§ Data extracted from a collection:
· · · · · · ·

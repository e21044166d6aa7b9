// Core domain entities shared across storage, engine, and API layers
// (spec.md §3).

use serde::{Deserialize, Serialize};
use std::collections::HashMap;

/// Cardinal/vertical movement direction between rooms.
#[derive(Debug, Clone, Copy, PartialEq, Eq, Hash, Serialize, Deserialize)]
#[serde(rename_all = "lowercase")]
pub enum Direction {
    North,
    South,
    East,
    West,
    Up,
    Down,
}

impl Direction {
    pub const ALL: [Direction; 6] = [
        Direction::North,
        Direction::South,
        Direction::East,
        Direction::West,
        Direction::Up,
        Direction::Down,
    ];

    /// The four horizontal directions used for world-grid adjacency and
    /// neighbor preload (spec.md §4.6.1, §4.6.5).
    pub const HORIZONTAL: [Direction; 4] = [
        Direction::North,
        Direction::South,
        Direction::East,
        Direction::West,
    ];

    pub fn opposite(self) -> Direction {
        match self {
            Direction::North => Direction::South,
            Direction::South => Direction::North,
            Direction::East => Direction::West,
            Direction::West => Direction::East,
            Direction::Up => Direction::Down,
            Direction::Down => Direction::Up,
        }
    }

    /// The (dx, dy) offset for this direction (spec.md §4.6.1). Up/Down do
    /// not move the 2D grid position.
    pub fn offset(self) -> (i64, i64) {
        match self {
            Direction::North => (0, 1),
            Direction::South => (0, -1),
            Direction::East => (1, 0),
            Direction::West => (-1, 0),
            Direction::Up | Direction::Down => (0, 0),
        }
    }

    pub fn as_str(self) -> &'static str {
        match self {
            Direction::North => "north",
            Direction::South => "south",
            Direction::East => "east",
            Direction::West => "west",
            Direction::Up => "up",
            Direction::Down => "down",
        }
    }

    pub fn parse(s: &str) -> Option<Direction> {
        match s.to_ascii_lowercase().as_str() {
            "north" | "n" => Some(Direction::North),
            "south" | "s" => Some(Direction::South),
            "east" | "e" => Some(Direction::East),
            "west" | "w" => Some(Direction::West),
            "up" | "u" => Some(Direction::Up),
            "down" | "d" => Some(Direction::Down),
            _ => None,
        }
    }
}

#[derive(Debug, Clone, Copy, PartialEq, Eq, Serialize, Deserialize)]
#[serde(rename_all = "snake_case")]
pub enum ImageStatus {
    Pending,
    Generating,
    ContentReady,
    Ready,
    Error,
}

pub const START_ROOM_ID: &str = "room_start";
/// Alias id used interchangeably with `room_start` for 3-star bookkeeping
/// (spec.md §4.6.2 step 2).
pub const START_ROOM_ALIAS_ID: &str = "room_0_0";

#[derive(Debug, Clone, Serialize, Deserialize)]
pub struct Room {
    pub id: String,
    pub x: i64,
    pub y: i64,
    pub title: String,
    pub description: String,
    pub image_url: Option<String>,
    pub image_status: ImageStatus,
    pub biome: String,
    pub connections: HashMap<Direction, String>,
    pub npcs: Vec<String>,
    pub items: Vec<String>,
    pub monsters: Vec<String>,
    pub players: Vec<String>,
    pub properties: RoomProperties,
}

#[derive(Debug, Clone, Default, Serialize, Deserialize)]
pub struct RoomProperties {
    /// monster_id -> blocked direction, persisted for territorial monsters
    /// (spec.md §4.9).
    #[serde(default)]
    pub territorial_blocks: HashMap<String, Direction>,
    #[serde(flatten)]
    pub extra: HashMap<String, serde_json::Value>,
}

#[derive(Debug, Clone, Serialize, Deserialize)]
pub struct Player {
    pub id: String,
    pub user_id: String,
    pub name: String,
    pub current_room: Option<String>,
    pub inventory: Vec<String>,
    pub quest_progress: HashMap<String, serde_json::Value>,
    pub memory_log: Vec<String>,
    pub last_action_at: Option<chrono::DateTime<chrono::Utc>>,
    pub last_action_text: Option<String>,
    pub active_quest_id: Option<String>,
    pub gold: i64,
    pub health: i64,
    pub rejoin_immunity: bool,
}

impl Player {
    pub const MAX_HEALTH: i64 = 100;

    pub fn new(id: String, user_id: String, name: String) -> Self {
        Player {
            id,
            user_id,
            name,
            current_room: None,
            inventory: Vec::new(),
            quest_progress: HashMap::new(),
            memory_log: Vec::new(),
            last_action_at: None,
            last_action_text: None,
            active_quest_id: None,
            gold: 0,
            health: Self::MAX_HEALTH,
            rejoin_immunity: false,
        }
    }
}

#[derive(Debug, Clone, Copy, PartialEq, Eq, PartialOrd, Ord, Serialize, Deserialize)]
pub struct Rarity(pub u8);

impl Rarity {
    pub fn is_valid(self) -> bool {
        (1..=4).contains(&self.0)
    }
}

#[derive(Debug, Clone, Serialize, Deserialize)]
pub struct Item {
    pub id: String,
    pub name: String,
    pub description: String,
    pub rarity: Rarity,
    pub capabilities: Vec<String>,
    pub special_effects: Vec<String>,
}

impl Item {
    /// spec.md §3 item rarity invariant: rarity <= 2 implies no special
    /// effects, rarity >= 3 implies at least one.
    pub fn satisfies_rarity_invariant(&self) -> bool {
        if self.rarity.0 <= 2 {
            self.special_effects.is_empty()
        } else {
            !self.special_effects.is_empty()
        }
    }
}

#[derive(Debug, Clone, Copy, PartialEq, Eq, Serialize, Deserialize)]
#[serde(rename_all = "snake_case")]
pub enum Aggressiveness {
    Passive,
    Aggressive,
    Neutral,
    Territorial,
}

#[derive(Debug, Clone, Copy, PartialEq, Eq, Serialize, Deserialize)]
#[serde(rename_all = "snake_case")]
pub enum Intelligence {
    Human,
    Subhuman,
    Animal,
    Omnipotent,
}

#[derive(Debug, Clone, Copy, PartialEq, Eq, Serialize, Deserialize)]
#[serde(rename_all = "snake_case")]
pub enum Size {
    Colossal,
    Dinosaur,
    Horse,
    Human,
    Chicken,
    Insect,
}

impl Size {
    /// Size-to-health multiplier table shared by monster health derivation
    /// and duel max-vital scaling (spec.md §3, §4.6.2, §4.8.2).
    pub fn multiplier(self) -> f64 {
        match self {
            Size::Insect => 0.4,
            Size::Chicken => 0.6,
            Size::Human => 1.0,
            Size::Horse => 1.4,
            Size::Dinosaur => 1.8,
            Size::Colossal => 2.4,
        }
    }

    pub fn derived_health(self) -> i64 {
        (5.0 * self.multiplier()).round() as i64
    }
}

#[derive(Debug, Clone, Serialize, Deserialize)]
pub struct Monster {
    pub id: String,
    pub name: String,
    pub description: String,
    pub aggressiveness: Aggressiveness,
    pub intelligence: Intelligence,
    pub size: Size,
    pub health: i64,
    pub is_alive: bool,
    pub special_effects: Vec<String>,
    pub location: String,
}

impl Monster {
    /// spec.md §3 starting-room safety invariant.
    pub fn sanitize_for_start_room(&mut self) {
        if self.aggressiveness == Aggressiveness::Aggressive {
            self.aggressiveness = Aggressiveness::Neutral;
        }
    }

    pub fn max_vital(&self) -> i64 {
        std::cmp::max(1, (6.0 * self.size.multiplier()).round() as i64)
    }
}

#[derive(Debug, Clone, Serialize, Deserialize)]
pub struct Npc {
    pub id: String,
    pub name: String,
    pub description: String,
    pub location: String,
    pub dialogue_history: Vec<String>,
    pub memory_log: Vec<String>,
    pub personality: HashMap<String, String>,
}

#[derive(Debug, Clone, Serialize, Deserialize)]
pub struct Biome {
    pub name: String,
    pub description: String,
    pub color: String,
}

#[derive(Debug, Clone, Serialize, Deserialize)]
pub struct CoordinateRecord {
    pub x: i64,
    pub y: i64,
    pub room_id: String,
    pub is_discovered: bool,
}

#[derive(Debug, Clone, Serialize, Deserialize)]
pub struct ActionRecord {
    pub id: String,
    pub player_id: String,
    pub room_id: String,
    pub action: String,
    pub ai_response: String,
    pub timestamp: chrono::DateTime<chrono::Utc>,
    pub session_id: String,
    pub updates: serde_json::Value,
    pub metadata: serde_json::Value,
}

impl ActionRecord {
    /// `session_{player_id}_{YYYYMMDD}` per spec.md §4.7 step 5.
    pub fn session_id_for(player_id: &str, at: chrono::DateTime<chrono::Utc>) -> String {
        format!("session_{player_id}_{}", at.format("%Y%m%d"))
    }
}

· · · · · · ·

Every line above in which the word "inventory" occurs needs to be copied.

    pub inventory: Vec<String>,
            inventory: Vec::new(),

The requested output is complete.